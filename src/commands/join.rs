/*
 *  Agon - Discord bot for running team tournaments inside Discord servers.
 *  Copyright (C) 2026  The Agon developers
 *
 *  This program is free software: you can redistribute it and/or modify
 *  it under the terms of the GNU General Public License as published by
 *  the Free Software Foundation, either version 3 of the License, or
 *  (at your option) any later version.
 *
 *  This program is distributed in the hope that it will be useful,
 *  but WITHOUT ANY WARRANTY; without even the implied warranty of
 *  MERCHANTABILITY or FITNESS FOR A PARTICULAR PURPOSE.  See the
 *  GNU General Public License for more details.
 *
 *  You should have received a copy of the GNU General Public License
 *  along with this program.  If not, see <https://www.gnu.org/licenses/>.
 */
use crate::tournament::QueueStatus;
use crate::utils::{get_guild_id, get_triggering_player};
use crate::{panel, tournament, Context, Error};
use serenity::all::{CreateInvite, CreateMessage, GuildChannel};

#[poise::command(
    slash_command,
    subcommands("player", "spectator", "leave", "panel"),
    subcommand_required,
    guild_only
)]
pub async fn join(_: Context<'_>) -> Result<(), Error> {
    // This function will not be executed, as the command has subcommands.
    Ok(())
}

#[poise::command(
    slash_command,
    ephemeral,
    description_localized("en-US", "Join the tournament as a player.")
)]
#[agon::log_cmd]
pub async fn player(ctx: Context<'_>) -> Result<(), Error> {
    let gid = get_guild_id!(ctx);
    let uid = ctx.author().id;

    let Some(mut t) = tournament::get_tournament(&gid) else {
        ctx.reply("❌ No active tournament found. The host may have ended it.")
            .await?;

        return Ok(());
    };

    // Respect the queue status: players cannot join when CLOSED.
    if t.queue_status() != QueueStatus::Open {
        ctx.reply(
            "🔴 Player join is currently **CLOSED**. Wait for the host to open joins again.",
        )
        .await?;

        return Ok(());
    }

    let member = gid.member(ctx.http(), uid).await?;

    if member.roles.contains(&t.player_role()) {
        ctx.reply("✅ You're already joined as a **Player** in this tournament.")
            .await?;

        return Ok(());
    }

    // Capacity check (max players = max teams * team size):
    if t.players_joined() >= t.max_players() {
        ctx.reply(
            "⚠ Player spots are currently **full**. You can still join as a **Spectator**.",
        )
        .await?;

        return Ok(());
    }

    // Switching from spectator? Drop that role first.
    let had_spectator = member.roles.contains(&t.spectator_role());
    if had_spectator {
        ctx.http()
            .remove_member_role(
                gid,
                uid,
                t.spectator_role(),
                Some("Switching to tournament player"),
            )
            .await?;
    }
    ctx.http()
        .add_member_role(gid, uid, t.player_role(), Some("Joined tournament as player"))
        .await?;

    t.adjust_counts(1, if had_spectator { -1 } else { 0 });

    let mut player = get_triggering_player!(ctx, gid);
    player.set_spectator(false);

    panel::refresh_join_panel(ctx.http(), &t).await;

    ctx.reply(format!(
        "✅ You are now registered as a **Player** for **{}**.\n\n\
        🧾 Use `/team create` in <#{}> to **create your team** and invite teammates.\n\
        For solo tournaments, you still create a team – you just won't be able to \
        add anyone else.\n\n\
        💬 Use <#{}> for all tournament chat.\n\
        📜 And don't forget to read the rules in <#{}>.",
        t.name(),
        t.create_team_channel(),
        t.chat_channel(),
        t.rules_channel()
    ))
    .await?;

    Ok(())
}

#[poise::command(
    slash_command,
    ephemeral,
    description_localized("en-US", "Join the tournament as a spectator.")
)]
#[agon::log_cmd]
pub async fn spectator(ctx: Context<'_>) -> Result<(), Error> {
    let gid = get_guild_id!(ctx);
    let uid = ctx.author().id;

    let Some(mut t) = tournament::get_tournament(&gid) else {
        ctx.reply("❌ No active tournament found. The host may have ended it.")
            .await?;

        return Ok(());
    };

    // Spectators are allowed even while the queue is closed.
    let member = gid.member(ctx.http(), uid).await?;

    if member.roles.contains(&t.player_role()) {
        ctx.reply(
            "⚠ You're currently a **Player** in this tournament.\n\
            If you want to spectate instead, leave with `/join leave` first and then \
            use `/join spectator`.",
        )
        .await?;

        return Ok(());
    }

    if member.roles.contains(&t.spectator_role()) {
        ctx.reply("✅ You're already a **Spectator** for this tournament.")
            .await?;

        return Ok(());
    }

    ctx.http()
        .add_member_role(
            gid,
            uid,
            t.spectator_role(),
            Some("Joined tournament as spectator"),
        )
        .await?;

    t.adjust_counts(0, 1);

    let mut player = get_triggering_player!(ctx, gid);
    player.set_spectator(true);

    panel::refresh_join_panel(ctx.http(), &t).await;

    ctx.reply(format!(
        "👀 You are now a **Spectator** for **{}**.\n\n\
        You can view the tournament and chat in <#{}>.\n\n\
        If you don't want to spectate anymore, use `/join leave`.",
        t.name(),
        t.chat_channel()
    ))
    .await?;

    Ok(())
}

#[poise::command(
    slash_command,
    ephemeral,
    description_localized("en-US", "Leave the tournament (as a player or spectator).")
)]
#[agon::log_cmd]
pub async fn leave(ctx: Context<'_>) -> Result<(), Error> {
    let gid = get_guild_id!(ctx);
    let uid = ctx.author().id;

    let Some(mut t) = tournament::get_tournament(&gid) else {
        ctx.reply("❌ No active tournament found.").await?;

        return Ok(());
    };

    let member = gid.member(ctx.http(), uid).await?;
    let had_player = member.roles.contains(&t.player_role());
    let had_spectator = member.roles.contains(&t.spectator_role());

    if !had_player && !had_spectator {
        ctx.reply(
            "ℹ You are not currently joined in this tournament as a player or spectator.",
        )
        .await?;

        return Ok(());
    }

    if had_player {
        ctx.http()
            .remove_member_role(gid, uid, t.player_role(), Some("Left tournament"))
            .await?;
    }
    if had_spectator {
        ctx.http()
            .remove_member_role(gid, uid, t.spectator_role(), Some("Left tournament"))
            .await?;
    }

    t.adjust_counts(
        if had_player { -1 } else { 0 },
        if had_spectator { -1 } else { 0 },
    );

    let mut player = get_triggering_player!(ctx, gid);
    player.set_spectator(false);

    panel::refresh_join_panel(ctx.http(), &t).await;

    ctx.reply(format!(
        "🚪 You have **left** the tournament **{}**.\n\
        You can always re-join later with `/join player` or `/join spectator`.",
        t.name()
    ))
    .await?;

    Ok(())
}

#[poise::command(
    slash_command,
    ephemeral,
    required_permissions = "MANAGE_GUILD",
    description_localized(
        "en-US",
        "Post the Join Tournament panel in a channel (staff only)."
    )
)]
#[agon::log_cmd]
pub async fn panel(
    ctx: Context<'_>,
    #[description = "The public channel to post the join panel in."]
    #[channel_types("Text")]
    channel: GuildChannel,
) -> Result<(), Error> {
    let gid = get_guild_id!(ctx);

    let Some(mut t) = tournament::get_tournament(&gid) else {
        ctx.reply("❌ No tournament found. Create one first with `/tournament create`.")
            .await?;

        return Ok(());
    };

    // Only from the admin panel channel, so the join panel cannot be spoofed
    // from arbitrary places:
    if ctx.channel_id() != t.panel_channel() {
        ctx.reply(format!(
            "❌ You can only use this command in <#{}>.",
            t.panel_channel()
        ))
        .await?;

        return Ok(());
    }

    // Create a permanent invite for the join panel channel:
    let invite = channel
        .id
        .create_invite(
            ctx.http(),
            CreateInvite::new().max_age(0).max_uses(0).unique(true),
        )
        .await?;
    t.set_join_invite_code(invite.code);

    let message = channel
        .id
        .send_message(
            ctx.http(),
            CreateMessage::new().embed(panel::build_join_embed(&t)),
        )
        .await?;

    // Save where the join panel lives, for live updates:
    t.set_join_panel(channel.id, message.id);

    ctx.reply(format!("✅ Join panel posted in <#{}>.", channel.id))
        .await?;

    Ok(())
}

-------------------------

### Required work
Wherever "still" occurs in the entries above, copy the line it sits on.

### Written response
            "⚠ Player spots are currently **full**. You can still join as a **Spectator**.",
        For solo tournaments, you still create a team – you just won't be able to \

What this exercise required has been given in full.